Reputation: 281
I am working through Cormen et. al., Introduction to Algorithms, 3rd ed., but I also have an interest in Haskell. Section 8.2 (p. 194) covers counting sort. I was interested in how it and many algorithms might be implemented in haskell as they often use array access and destructive update. I took a look at the implementation on RosettaCode (copied below) and I find it very difficult to follow.
import Data.Array
countingSort :: (Ix n) => [n] -> n -> n -> [n]

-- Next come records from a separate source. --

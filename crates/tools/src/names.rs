//! Closed set of tool names

use std::fmt;
use std::str::FromStr;

use visit_agent_core::UploadMode;

/// Every tool the model may call
#[derive(Debug, Clone, Copy, PartialEq, Eq, Hash)]
pub enum ToolName {
    FindAccountByName,
    ListContactsForAccount,
    UploadVisitReport,
    PrepareForUpload,
}

impl ToolName {
    pub fn as_str(&self) -> &'static str {
        match self {
            ToolName::FindAccountByName => "find_account_by_name",
            ToolName::ListContactsForAccount => "list_contacts_for_account",
            ToolName::UploadVisitReport => "upload_visit_report",
            ToolName::PrepareForUpload => "prepare_for_upload",
        }
    }

    /// Tools that finish a report and therefore require verified entities
    pub fn is_terminal(&self) -> bool {
        matches!(self, ToolName::UploadVisitReport | ToolName::PrepareForUpload)
    }

    /// Tools published in a deployment
    pub fn published(mode: UploadMode) -> [ToolName; 3] {
        let terminal = match mode {
            UploadMode::Upload => ToolName::UploadVisitReport,
            UploadMode::Prepare => ToolName::PrepareForUpload,
        };
        [ToolName::FindAccountByName, ToolName::ListContactsForAccount, terminal]
    }
}

impl fmt::Display for ToolName {
    fn fmt(&self, f: &mut fmt::Formatter<'_>) -> fmt::Result {
        f.write_str(self.as_str())
    }
}

impl FromStr for ToolName {
    type Err = String;

    fn from_str(s: &str) -> Result<Self, Self::Err> {
        match s {
            "find_account_by_name" => Ok(ToolName::FindAccountByName),
            "list_contacts_for_account" => Ok(ToolName::ListContactsForAccount),
            "upload_visit_report" => Ok(ToolName::UploadVisitReport),
            "prepare_for_upload" => Ok(ToolName::PrepareForUpload),
            other => Err(format!("unknown tool '{}'", other)),
        }
    }
}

countingSort l lo hi = concatMap (uncurry $ flip replicate) count
where count = assocs . accumArray (+) 0 (lo, hi) . map (\i -> (i, 1)) $ l
One of the things I like about haskell is how algorithms can be very clear (e.g. Haskell quicksort examples), at least as a specification that hasn't been optimized. This seems very unclear and I wonder if it's necessarily so or just overdone.
Can someone
Upvotes: 2
Views: 945
Reputation: 60153
It is indeed doing a counting sort. Here's a slightly rewritten version that I find easier to understand:
import Data.Array
countingSort :: (Ix n) => [n] -> n -> n -> [n]
countingSort l lo hi = concat [replicate times n | (n, times) <- counts]
where counts = assocs (accumArray (+) 0 (lo, hi) [(i, 1) | i <- l])
Let's break it down step by step. We'll use the list [5, 3, 1, 2, 3, 4, 5]
.
*Main> [(i, 1) | i <- [5, 3, 1, 2, 3, 4, 5]]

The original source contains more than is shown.